Only one span of the listing below should come back. It runs from the line with "WooCommerce-style REST API." through the line with "not be built", and each of its lines must be reproduced exactly.

EXERCISE INPUTS START

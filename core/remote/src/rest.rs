//! REST backend client.

use async_trait::async_trait;
use reqwest::header::HeaderMap;
use reqwest::{Client, RequestBuilder, Response, StatusCode};
use serde::Deserialize;
use serde_json::Value;
use std::time::Duration;
use tracing::{debug, warn};
use url::Url;

use wcpos_common::{Error, RemoteId, Result, SecretString};

use crate::client::{RemoteResourceClient, ResourceQuery};

/// Header carrying the number of pages of a collection listing.
const TOTAL_PAGES_HEADER: &str = "x-wp-totalpages";

/// Upper bound on pages walked by [`RestClient::all_ids`].
const MAX_ID_PAGES: u32 = 10_000;

fn default_timeout_secs() -> u64 {
    60
}

fn default_user_agent() -> String {
    concat!("wcpos-sync/", env!("CARGO_PKG_VERSION")).to_string()
}

fn default_id_page_size() -> u32 {
    100
}

fn default_max_per_page() -> u32 {
    100
}

/// How to serve a request for `requested` documents when the backend caps
/// `per_page` at `max`.
///
/// # Returns
/// `None` when one request suffices, otherwise `(per_page, pages)`.
fn split_pages(requested: u32, max: u32) -> Option<(u32, u32)> {
    let max = max.max(1);
    if requested <= max {
        return None;
    }
    Some((max, requested.div_ceil(max)))
}

/// Configuration for [`RestClient`].
#[derive(Debug, Clone, Deserialize)]
pub struct RestClientConfig {
    /// API root, e.g. `https://shop.example.com/wp-json/wc/v3/`.
    pub base_url: String,
    /// Consumer key for HTTP Basic auth.
    #[serde(default)]
    pub consumer_key: Option<SecretString>,
    /// Consumer secret for HTTP Basic auth.
    #[serde(default)]
    pub consumer_secret: Option<SecretString>,
    /// Per-request timeout. Batches can be large, so this is generous.
    #[serde(default = "default_timeout_secs")]
    pub timeout_secs: u64,
    #[serde(default = "default_user_agent")]
    pub user_agent: String,
    /// Page size used when listing ids.
    #[serde(default = "default_id_page_size")]
    pub id_page_size: u32,
    /// Largest `per_page` the backend accepts. Bigger batches are fetched
    /// over several pages.
    #[serde(default = "default_max_per_page")]
    pub max_per_page: u32,
}

impl RestClientConfig {
    /// Create a configuration with default settings for `base_url`.
    pub fn new(base_url: impl Into<String>) -> Self {
        Self {
            base_url: base_url.into(),
            consumer_key: None,
            consumer_secret: None,
            timeout_secs: default_timeout_secs(),
            user_agent: default_user_agent(),
            id_page_size: default_id_page_size(),
            max_per_page: default_max_per_page(),
        }
    }

    /// Set the consumer key and secret.
    pub fn with_credentials(mut self, key: SecretString, secret: SecretString) -> Self {
        self.consumer_key = Some(key);
        self.consumer_secret = Some(secret);
        self
    }

    /// Set the per-request timeout (whole seconds, at least one).
    pub fn with_timeout(mut self, timeout: Duration) -> Self {
        self.timeout_secs = timeout.as_secs().max(1);
        self
    }

    /// Set the page size of the id listing.
    pub fn with_id_page_size(mut self, size: u32) -> Self {
        self.id_page_size = size;
        self
    }

    /// Set the largest page the backend accepts.
    pub fn with_max_per_page(mut self, size: u32) -> Self {
        self.max_per_page = size;
        self
    }
}

/// Error body returned by the backend.
#[derive(Debug, Deserialize)]
struct ErrorBody {
    #[serde(default)]
    code: Option<String>,
    message: String,
}

/// Build the structured error for a non-success response.
fn error_from_body(status: StatusCode, body: &str) -> Error {
    let message = match serde_json::from_str::<ErrorBody>(body) {
        Ok(ErrorBody {
            code: Some(code),
            message,
        }) => format!("{} ({})", message, code),
        Ok(ErrorBody { code: None, message }) => message,
        Err(_) if !body.trim().is_empty() => body.chars().take(200).collect(),
        Err(_) => status
            .canonical_reason()
            .unwrap_or("Unknown error")
            .to_string(),
    };

    Error::Http {
        status: status.as_u16(),
        message,
    }
}

fn request_error(context: &str, err: reqwest::Error) -> Error {
    if err.is_timeout() {
        Error::Timeout(format!("{}: {}", context, err))
    } else {
        Error::Network(format!("{}: {}", context, err))
    }
}

fn total_pages(headers: &HeaderMap) -> Option<u32> {
    headers
        .get(TOTAL_PAGES_HEADER)?
        .to_str()
        .ok()?
        .trim()
        .parse()
        .ok()
}

/// Client for a WooCommerce-style REST API.
pub struct RestClient {
    http: Client,
    base_url: Url,
    config: RestClientConfig,
}

impl RestClient {
    /// Create a new REST client.
    ///
    /// # Errors
    /// - Base URL is not a valid absolute URL
    /// - HTTP client could not be built
    pub fn new(config: RestClientConfig) -> Result<Self> {
        let mut raw = config.base_url.trim().to_string();
        if !raw.ends_with('/') {
            raw.push('/');
        }
        let base_url = Url::parse(&raw)
            .map_err(|e| Error::InvalidInput(format!("Invalid base URL {:?}: {}", raw, e)))?;

        let http = Client::builder()
            .user_agent(config.user_agent.clone())
            .timeout(Duration::from_secs(config.timeout_secs))
            .build()
            .map_err(|e| Error::Network(format!("Failed to create HTTP client: {}", e)))?;

        Ok(Self {
            http,
            base_url,
            config,
        })
    }

    /// API root, always ending in `/`.
    pub fn base_url(&self) -> &Url {
        &self.base_url
    }

    /// URL of a collection resource.
    pub fn resource_url(&self, resource: &str) -> Result<Url> {
        self.base_url
            .join(resource.trim_start_matches('/'))
            .map_err(|e| Error::InvalidInput(format!("Invalid resource {:?}: {}", resource, e)))
    }

    fn authorize(&self, request: RequestBuilder) -> RequestBuilder {
        match (&self.config.consumer_key, &self.config.consumer_secret) {
            (Some(key), Some(secret)) => request.basic_auth(key.expose(), Some(secret.expose())),
            _ => request,
        }
    }

    /// Send a GET and return the successful response.
    async fn fetch(&self, resource: &str, query: &ResourceQuery) -> Result<Response> {
        let url = self.resource_url(resource)?;
        let params = query.to_params();
        debug!("GET {} {:?}", url, params);

        let response = self
            .authorize(self.http.get(url).query(&params))
            .send()
            .await
            .map_err(|e| request_error(&format!("GET {}", resource), e))?;

        self.check_status(response).await
    }

    async fn check_status(&self, response: Response) -> Result<Response> {
        let status = response.status();
        if status.is_success() {
            return Ok(response);
        }

        let body = response.text().await.unwrap_or_default();
        let err = error_from_body(status, &body);
        warn!("Backend rejected request: {}", err);
        Err(err)
    }

    async fn documents(response: Response) -> Result<Vec<Value>> {
        let body: Value = response
            .json()
            .await
            .map_err(|e| Error::Serialization(format!("Invalid JSON response: {}", e)))?;

        match body {
            Value::Array(documents) => Ok(documents),
            other => Err(Error::Serialization(format!(
                "Expected a JSON array, got {}",
                match other {
                    Value::Object(_) => "an object",
                    Value::Null => "null",
                    _ => "a scalar",
                }
            ))),
        }
    }
}

#[async_trait]
impl RemoteResourceClient for RestClient {
    fn name(&self) -> &str {
        "rest"
    }

    async fn get(&self, resource: &str, query: &ResourceQuery) -> Result<Vec<Value>> {
        let split = match (query.page, query.per_page) {
            (None, Some(requested)) => split_pages(requested, self.config.max_per_page),
            _ => None,
        };
        let Some((per_page, pages)) = split else {
            let response = self.fetch(resource, query).await?;
            return Self::documents(response).await;
        };

        // Any page failing fails the whole batch.
        let mut documents = Vec::new();
        for page in 1..=pages {
            let paged = query.clone().with_page(page).with_per_page(per_page);
            let response = self.fetch(resource, &paged).await?;
            let total = total_pages(response.headers());
            let batch = Self::documents(response).await?;
            let short = batch.len() < per_page as usize;
            documents.extend(batch);

            if short || total.is_some_and(|total| page >= total) {
                break;
            }
        }

        debug!("Fetched {} documents of {} in pages of {}", documents.len(), resource, per_page);
        Ok(documents)
    }

    async fn all_ids(&self, resource: &str) -> Result<Vec<RemoteId>> {
        let per_page = self.config.id_page_size.max(1);
        let mut ids = Vec::new();
        let mut page = 1;

        loop {
            let query = ResourceQuery::new()
                .with_fields(&["id"])
                .with_page(page)
                .with_per_page(per_page);

            let response = self.fetch(resource, &query).await?;
            let pages = total_pages(response.headers());
            let documents = Self::documents(response).await?;
            let received = documents.len();

            for doc in &documents {
                ids.push(RemoteId::of_document(doc)?);
            }

            let done = match pages {
                Some(total) => page >= total,
                None => received < per_page as usize,
            };
            if done || received == 0 {
                break;
            }

            page += 1;
            if page > MAX_ID_PAGES {
                return Err(Error::InvalidInput(format!(
                    "Id listing of {} exceeded {} pages",
                    resource, MAX_ID_PAGES
                )));
            }
        }

        debug!("Listed {} ids of {} over {} page(s)", ids.len(), resource, page);
        Ok(ids)
    }

    async fn ping(&self) -> Result<()> {
        let response = self
            .authorize(self.http.get(self.base_url.clone()))
            .send()
            .await
            .map_err(|e| request_error("GET /", e))?;
        self.check_status(response).await?;
        Ok(())
    }
}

EXERCISE INPUTS END

ANSWER >>
/// Client for a WooCommerce-style REST API.
pub struct RestClient {
    http: Client,
    base_url: Url,
    config: RestClientConfig,
}

impl RestClient {
    /// Create a new REST client.
    ///
    /// # Errors
    /// - Base URL is not a valid absolute URL
    /// - HTTP client could not be built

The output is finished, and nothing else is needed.